• [EXERCISE INSTRUCTIONS] In the data that follows, count the lines in which the word "updates" occurs, and report that figure alone.

----

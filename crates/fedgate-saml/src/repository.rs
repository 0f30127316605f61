//! Tenant configuration repository.
//!
//! Enforces the single-record invariant over the raw store and exposes the
//! code-keyed field-update surface shared with the legacy service.

use crate::error::{SsoError, SsoResult};
use crate::models::{ConfigCode, TenantConfiguration};
use crate::store::ConfigStore;
use fedgate_core::TenantId;
use std::collections::HashMap;
use std::str::FromStr;
use std::sync::Arc;
use tracing::info;

/// Repository over the per-tenant configuration store.
///
/// Cheap to clone; clones share the underlying store.
#[derive(Clone)]
pub struct ConfigRepository {
    store: Arc<dyn ConfigStore>,
}

impl ConfigRepository {
    #[must_use]
    pub fn new(store: Arc<dyn ConfigStore>) -> Self {
        Self { store }
    }

    /// Fetch the tenant's configuration.
    ///
    /// Zero rows yields a fresh, unpersisted configuration when
    /// `allow_create` is set and [`SsoError::ConfigNotFound`] otherwise.
    /// More than one row is a consistency violation and always fails with
    /// [`SsoError::AmbiguousConfigState`]; it is never resolved here.
    pub async fn get(
        &self,
        tenant_id: TenantId,
        allow_create: bool,
    ) -> SsoResult<TenantConfiguration> {
        let mut rows = self.store.rows_for_tenant(tenant_id).await?;

        match rows.len() {
            0 if allow_create => Ok(TenantConfiguration::default()),
            0 => Err(SsoError::ConfigNotFound),
            1 => Ok(rows.remove(0)),
            count => Err(SsoError::AmbiguousConfigState { count }),
        }
    }

    /// Insert or update the configuration, keyed by the presence of `id`.
    ///
    /// The caller must have read through [`get`](Self::get) beforehand; this
    /// is what keeps the persisted row count per tenant at one.
    pub async fn upsert(
        &self,
        tenant_id: TenantId,
        config: TenantConfiguration,
    ) -> SsoResult<TenantConfiguration> {
        let inserting = config.id.is_none();
        let stored = if inserting {
            self.store.insert(tenant_id, config).await?
        } else {
            self.store.update(tenant_id, config).await?
        };

        info!(
            tenant_id = %tenant_id,
            config_id = ?stored.id,
            inserted = inserting,
            "Stored tenant SSO configuration"
        );
        Ok(stored)
    }

    /// Apply a single code-keyed field update and persist it.
    ///
    /// An unrecognized code fails with [`SsoError::UnsupportedConfigCode`]
    /// before anything is read or written.
    pub async fn store_entry(
        &self,
        tenant_id: TenantId,
        code: &str,
        value: &str,
    ) -> SsoResult<TenantConfiguration> {
        let code = ConfigCode::from_str(code)
            .map_err(|_| SsoError::UnsupportedConfigCode(code.to_string()))?;

        // An entry write may be the tenant's first configuration write.
        let mut config = self.get(tenant_id, true).await?;
        code.apply(&mut config, value);
        self.upsert(tenant_id, config).await
    }

    /// Apply several code-keyed updates to one in-memory configuration and
    /// persist them with a single upsert.
    ///
    /// All codes are validated before any mutation; bookkeeping codes
    /// (`id`, `idsList`) are skipped. The single upsert is what keeps
    /// multi-field updates (migration, keystore persistence) atomic with
    /// respect to the row-count invariant.
    pub async fn store_map(
        &self,
        tenant_id: TenantId,
        entries: &HashMap<String, String>,
    ) -> SsoResult<TenantConfiguration> {
        let mut parsed = Vec::with_capacity(entries.len());
        for (code, value) in entries {
            let code = ConfigCode::from_str(code)
                .map_err(|_| SsoError::UnsupportedConfigCode(code.clone()))?;
            parsed.push((code, value.as_str()));
        }

        let mut config = self.get(tenant_id, true).await?;
        for (code, value) in parsed {
            if code.is_bookkeeping() {
                continue;
            }
            code.apply(&mut config, value);
        }
        self.upsert(tenant_id, config).await
    }
}
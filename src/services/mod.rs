pub mod fallback;
pub mod message_consumer;
pub mod scheduler;
pub mod sentiment_ticker;
pub mod telegram_listener;
pub mod whale_poller;
pub mod whale_tracker;

pub use fallback::DegradedMode;
pub use scheduler::{run_periodic, FirstTick, PeriodicTask, TickError};
pub use whale_poller::{PollReport, WhalePoller};
pub use whale_tracker::{TrackOutcome, TrackedToken, WhaleTracker};
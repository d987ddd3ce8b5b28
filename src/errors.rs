use axum::http::StatusCode;
use axum::response::{IntoResponse, Response};
use axum::Json;
use serde::Serialize;

#[derive(Debug, thiserror::Error)]
pub enum AppError {
    #[error("Not found: {0}")]
    NotFound(String),

    /// Malformed request. `mock_data` lets the caller render something anyway.
    #[error("Validation failed: {reason}")]
    Validation {
        reason: String,
        mock_data: Option<serde_json::Value>,
    },
}

impl AppError {
    pub fn validation(reason: impl Into<String>) -> Self {
        AppError::Validation {
            reason: reason.into(),
            mock_data: None,
        }
    }
}

#[derive(Serialize)]
#[serde(rename_all = "camelCase")]
struct ErrorBody {
    status: &'static str,
    error: String,
    #[serde(skip_serializing_if = "Option::is_none")]
    mock_data: Option<serde_json::Value>,
}

impl IntoResponse for AppError {
    fn into_response(self) -> Response {
        let (status, message, mock_data) = match self {
            AppError::NotFound(msg) => (StatusCode::NOT_FOUND, msg, None),
            AppError::Validation { reason, mock_data } => {
                tracing::warn!(reason = %reason, "Rejected request");
                (StatusCode::BAD_REQUEST, reason, mock_data)
            }
        };

        (
            status,
            Json(ErrorBody {
                status: "error",
                error: message,
                mock_data,
            }),
        )
            .into_response()
    }
}
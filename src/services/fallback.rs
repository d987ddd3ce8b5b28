use chrono::{Duration, Utc};
use rand::Rng;
use rust_decimal::Decimal;

use crate::intelligence::{aggregate, WhaleReport};
use crate::models::{Direction, SentimentLabel, TokenSentiment, Transaction};

/// Summary used when the whole tracking run fails, not just the fetch.
pub const ERROR_SUMMARY: &str = "Mock data used due to error in processing";

/// The single place that decides what synthetic data looks like when an
/// upstream collaborator is unavailable.
#[derive(Debug, Clone)]
pub struct DegradedMode {
    token_symbol: String,
}

impl DegradedMode {
    pub fn new(token_symbol: impl Into<String>) -> Self {
        Self {
            token_symbol: token_symbol.into(),
        }
    }

    /// One whale-sized buy an hour ago.
    pub fn mock_transactions(&self) -> Vec<Transaction> {
        let mut rng = rand::thread_rng();
        let now = Utc::now();

        // 1,000,000.00 - 1,499,999.99
        let cents: i64 = rng.gen_range(100_000_000..150_000_000);
        let hash: u64 = rng.gen();

        vec![Transaction {
            id: format!("whale-tx-{}-1", now.timestamp_millis()),
            direction: Direction::Buy,
            amount: Decimal::new(cents, 2),
            token: self.token_symbol.clone(),
            timestamp: now - Duration::hours(1),
            tx_hash: format!("0x{hash:016x}"),
            counterparty: None,
        }]
    }

    /// Mock transactions run through the normal aggregation, so the summary
    /// keeps its usual shape. The threshold filter is not applied.
    pub fn mock_report(&self, threshold: Decimal) -> WhaleReport {
        aggregate(self.mock_transactions(), threshold, &self.token_symbol)
    }

    pub fn error_summary(&self) -> &'static str {
        ERROR_SUMMARY
    }

    /// Mock transactions with the processing-error summary.
    pub fn error_report(&self) -> WhaleReport {
        let mut report = aggregate(self.mock_transactions(), Decimal::ZERO, &self.token_symbol);
        report.summary = self.error_summary().to_string();
        report
    }

    /// Plausible starting counters for a token nobody has talked about yet.
    pub fn mock_sentiment(&self, token: &str) -> TokenSentiment {
        let mut rng = rand::thread_rng();
        let buys: u64 = rng.gen_range(5..15);
        let sells: u64 = rng.gen_range(1..8);
        let neutral: u64 = rng.gen_range(3..8);

        TokenSentiment {
            token: token.to_uppercase(),
            buy_count: buys,
            sell_count: sells,
            neutral_count: neutral,
            label: SentimentLabel::from_counts(buys, sells),
            last_update: Utc::now(),
        }
    }

    /// Small `(buys, sells, neutral)` increments for the synthetic ticker.
    pub fn nudge(&self) -> (u64, u64, u64) {
        let mut rng = rand::thread_rng();
        (rng.gen_range(0..3), rng.gen_range(0..2), rng.gen_range(0..2))
    }
}

#[cfg(test)]
mod tests {
    use super::*;

    #[test]
    fn test_mock_transactions_shape() {
        let fallback = DegradedMode::new("USDC");
        for _ in 0..50 {
            let txs = fallback.mock_transactions();
            assert_eq!(txs.len(), 1);
            let tx = &txs[0];
            assert_eq!(tx.direction, Direction::Buy);
            assert_eq!(tx.token, "USDC");
            assert!(tx.amount >= Decimal::from(1_000_000));
            assert!(tx.amount < Decimal::from(1_500_000));
            assert!(tx.tx_hash.starts_with("0x"));
            assert!(tx.timestamp < Utc::now());
        }
    }

    #[test]
    fn test_mock_report_uses_normal_summary() {
        let report = DegradedMode::new("USDC").mock_report(Decimal::from(5_000_000));
        // Not filtered even though the threshold is higher than any mock amount
        assert_eq!(report.buy_count, 1);
        assert!(report.summary.starts_with("Found 1 buys ("));
        assert!(report.summary.ends_with("exceeding 5000000 USDC"));
    }

    #[test]
    fn test_error_report_summary() {
        let report = DegradedMode::new("USDC").error_report();
        assert_eq!(report.summary, ERROR_SUMMARY);
        assert_eq!(report.transactions.len(), 1);
    }

    #[test]
    fn test_mock_sentiment_label_is_consistent() {
        let fallback = DegradedMode::new("USDC");
        for _ in 0..50 {
            let s = fallback.mock_sentiment("arb");
            assert_eq!(s.token, "ARB");
            assert!((5..15).contains(&s.buy_count));
            assert!((1..8).contains(&s.sell_count));
            assert!((3..8).contains(&s.neutral_count));
            assert_eq!(s.label, SentimentLabel::from_counts(s.buy_count, s.sell_count));
        }
    }

    #[test]
    fn test_nudge_bounds() {
        let fallback = DegradedMode::new("USDC");
        for _ in 0..50 {
            let (b, s, n) = fallback.nudge();
            assert!(b < 3 && s < 2 && n < 2);
        }
    }
}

----

• [SOLVED EXERCISE] 2